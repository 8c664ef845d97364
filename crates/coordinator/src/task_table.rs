//! Shared planID → task mapping. Reads and writes hold a single
//! reader-writer lock; writes replace the entire record value (shadow
//! clone), never mutate in place.

use cc_core::{CompactionPlanResult, PlanId, SignalId, Task, TaskState};
use parking_lot::RwLock;
use std::collections::HashMap;

use crate::error::CoordinatorError;

struct Inner {
    tasks: HashMap<PlanId, Task>,
    /// Count of tasks in `{Pipelining, Executing}`. Kept alongside `tasks`
    /// under the same lock so it can never be observed out of sync with the
    /// set it counts.
    executing_count: usize,
}

pub struct TaskTable {
    inner: RwLock<Inner>,
}

impl Default for TaskTable {
    fn default() -> Self {
        Self::new()
    }
}

impl TaskTable {
    pub fn new() -> Self {
        Self {
            inner: RwLock::new(Inner {
                tasks: HashMap::new(),
                executing_count: 0,
            }),
        }
    }

    pub fn get(&self, plan_id: PlanId) -> Option<Task> {
        self.inner.read().tasks.get(&plan_id).cloned()
    }

    pub fn by_state(&self, state: TaskState) -> Vec<Task> {
        self.inner
            .read()
            .tasks
            .values()
            .filter(|t| t.state == state)
            .cloned()
            .collect()
    }

    /// `signal_id == SignalId::NONE` (0) returns every task, a union over
    /// all signals.
    pub fn by_signal(&self, signal_id: SignalId) -> Vec<Task> {
        let inner = self.inner.read();
        if signal_id.is_none() {
            return inner.tasks.values().cloned().collect();
        }
        inner
            .tasks
            .values()
            .filter(|t| t.trigger.signal_id == signal_id)
            .cloned()
            .collect()
    }

    pub fn executing_count(&self) -> usize {
        self.inner.read().executing_count
    }

    pub fn is_full(&self, max_parallel_tasks: usize) -> bool {
        self.inner.read().executing_count >= max_parallel_tasks
    }

    /// Install a brand-new task (always `Pipelining`, per `Task::new`).
    pub fn install(&self, task: Task) {
        debug_assert_eq!(task.state, TaskState::Pipelining);
        let mut inner = self.inner.write();
        inner.executing_count += 1;
        inner.tasks.insert(task.plan_id, task);
    }

    /// Replace `plan_id`'s record with `f(&current)`'s shadow clone,
    /// adjusting `executing_count` by whether the task entered or left
    /// `{Pipelining, Executing}`. No-op (returns `PlanNotFound`) if absent.
    pub fn transition<F>(&self, plan_id: PlanId, f: F) -> Result<Task, CoordinatorError>
    where
        F: FnOnce(&Task) -> Result<Task, CoordinatorError>,
    {
        let mut inner = self.inner.write();
        let current = inner
            .tasks
            .get(&plan_id)
            .ok_or(CoordinatorError::PlanNotFound(plan_id))?;
        let next = f(current)?;
        let was_active = current.state.is_active();
        let is_active = next.state.is_active();
        if was_active && !is_active {
            inner.executing_count = inner.executing_count.saturating_sub(1);
        } else if !was_active && is_active {
            inner.executing_count += 1;
        }
        inner.tasks.insert(plan_id, next.clone());
        Ok(next)
    }

    /// Set the plan's allocated (or sentinel) start time without a state
    /// change. Does not affect `executing_count`.
    pub fn set_start_time(&self, plan_id: PlanId, start_time: cc_core::LogicalTimestamp) -> Result<Task, CoordinatorError> {
        let mut inner = self.inner.write();
        let current = inner
            .tasks
            .get(&plan_id)
            .ok_or(CoordinatorError::PlanNotFound(plan_id))?;
        let next = current.with_start_time(start_time);
        inner.tasks.insert(plan_id, next.clone());
        Ok(next)
    }

    pub fn complete(&self, plan_id: PlanId, result: CompactionPlanResult) -> Result<Task, CoordinatorError> {
        self.transition(plan_id, |t| Ok(t.completed_with(result)?))
    }

    /// Evict every terminal task matching `predicate`. Returns the count
    /// evicted, for the janitor's log line.
    pub fn evict_if<F>(&self, predicate: F) -> usize
    where
        F: Fn(&Task) -> bool,
    {
        let mut inner = self.inner.write();
        let to_remove: Vec<PlanId> = inner
            .tasks
            .values()
            .filter(|t| t.state.is_terminal() && predicate(t))
            .map(|t| t.plan_id)
            .collect();
        for plan_id in &to_remove {
            inner.tasks.remove(plan_id);
        }
        to_remove.len()
    }

    #[cfg(test)]
    pub fn len(&self) -> usize {
        self.inner.read().tasks.len()
    }
}

#[cfg(test)]
#[path = "task_table_tests.rs"]
mod tests;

○ ○ ○ ○ ○

### What the task asks
Using the exact wording, transcribe all the records above.

### Written solution
repository 8c664ef845d97364
filename crates/coordinator/src/task_table.rs
//! Shared planID → task mapping. Reads and writes hold a single
//! reader-writer lock; writes replace the entire record value (shadow
//! clone), never mutate in place.

use cc_core::{CompactionPlanResult, PlanId, SignalId, Task, TaskState};
use parking_lot::RwLock;
use std::collections::HashMap;

use crate::error::CoordinatorError;

struct Inner {
    tasks: HashMap<PlanId, Task>,
    /// Count of tasks in `{Pipelining, Executing}`. Kept alongside `tasks`
    /// under the same lock so it can never be observed out of sync with the
    /// set it counts.
    executing_count: usize,
}

pub struct TaskTable {
    inner: RwLock<Inner>,
}

impl Default for TaskTable {
    fn default() -> Self {
        Self::new()
    }
}

impl TaskTable {
    pub fn new() -> Self {
        Self {
            inner: RwLock::new(Inner {
                tasks: HashMap::new(),
                executing_count: 0,
            }),
        }
    }

    pub fn get(&self, plan_id: PlanId) -> Option<Task> {
        self.inner.read().tasks.get(&plan_id).cloned()
    }

    pub fn by_state(&self, state: TaskState) -> Vec<Task> {
        self.inner
            .read()
            .tasks
            .values()
            .filter(|t| t.state == state)
            .cloned()
            .collect()
    }

    /// `signal_id == SignalId::NONE` (0) returns every task, a union over
    /// all signals.
    pub fn by_signal(&self, signal_id: SignalId) -> Vec<Task> {
        let inner = self.inner.read();
        if signal_id.is_none() {
            return inner.tasks.values().cloned().collect();
        }
        inner
            .tasks
            .values()
            .filter(|t| t.trigger.signal_id == signal_id)
            .cloned()
            .collect()
    }

    pub fn executing_count(&self) -> usize {
        self.inner.read().executing_count
    }

    pub fn is_full(&self, max_parallel_tasks: usize) -> bool {
        self.inner.read().executing_count >= max_parallel_tasks
    }

    /// Install a brand-new task (always `Pipelining`, per `Task::new`).
    pub fn install(&self, task: Task) {
        debug_assert_eq!(task.state, TaskState::Pipelining);
        let mut inner = self.inner.write();
        inner.executing_count += 1;
        inner.tasks.insert(task.plan_id, task);
    }

    /// Replace `plan_id`'s record with `f(&current)`'s shadow clone,
    /// adjusting `executing_count` by whether the task entered or left
    /// `{Pipelining, Executing}`. No-op (returns `PlanNotFound`) if absent.
    pub fn transition<F>(&self, plan_id: PlanId, f: F) -> Result<Task, CoordinatorError>
    where
        F: FnOnce(&Task) -> Result<Task, CoordinatorError>,
    {
        let mut inner = self.inner.write();
        let current = inner
            .tasks
            .get(&plan_id)
            .ok_or(CoordinatorError::PlanNotFound(plan_id))?;
        let next = f(current)?;
        let was_active = current.state.is_active();
        let is_active = next.state.is_active();
        if was_active && !is_active {
            inner.executing_count = inner.executing_count.saturating_sub(1);
        } else if !was_active && is_active {
            inner.executing_count += 1;
        }
        inner.tasks.insert(plan_id, next.clone());
        Ok(next)
    }

    /// Set the plan's allocated (or sentinel) start time without a state
    /// change. Does not affect `executing_count`.
    pub fn set_start_time(&self, plan_id: PlanId, start_time: cc_core::LogicalTimestamp) -> Result<Task, CoordinatorError> {
        let mut inner = self.inner.write();
        let current = inner
            .tasks
            .get(&plan_id)
            .ok_or(CoordinatorError::PlanNotFound(plan_id))?;
        let next = current.with_start_time(start_time);
        inner.tasks.insert(plan_id, next.clone());
        Ok(next)
    }

    pub fn complete(&self, plan_id: PlanId, result: CompactionPlanResult) -> Result<Task, CoordinatorError> {
        self.transition(plan_id, |t| Ok(t.completed_with(result)?))
    }

    /// Evict every terminal task matching `predicate`. Returns the count
    /// evicted, for the janitor's log line.
    pub fn evict_if<F>(&self, predicate: F) -> usize
    where
        F: Fn(&Task) -> bool,
    {
        let mut inner = self.inner.write();
        let to_remove: Vec<PlanId> = inner
            .tasks
            .values()
            .filter(|t| t.state.is_terminal() && predicate(t))
            .map(|t| t.plan_id)
            .collect();
        for plan_id in &to_remove {
            inner.tasks.remove(plan_id);
        }
        to_remove.len()
    }

    #[cfg(test)]
    pub fn len(&self) -> usize {
        self.inner.read().tasks.len()
    }
}

#[cfg(test)]
#[path = "task_table_tests.rs"]
mod tests;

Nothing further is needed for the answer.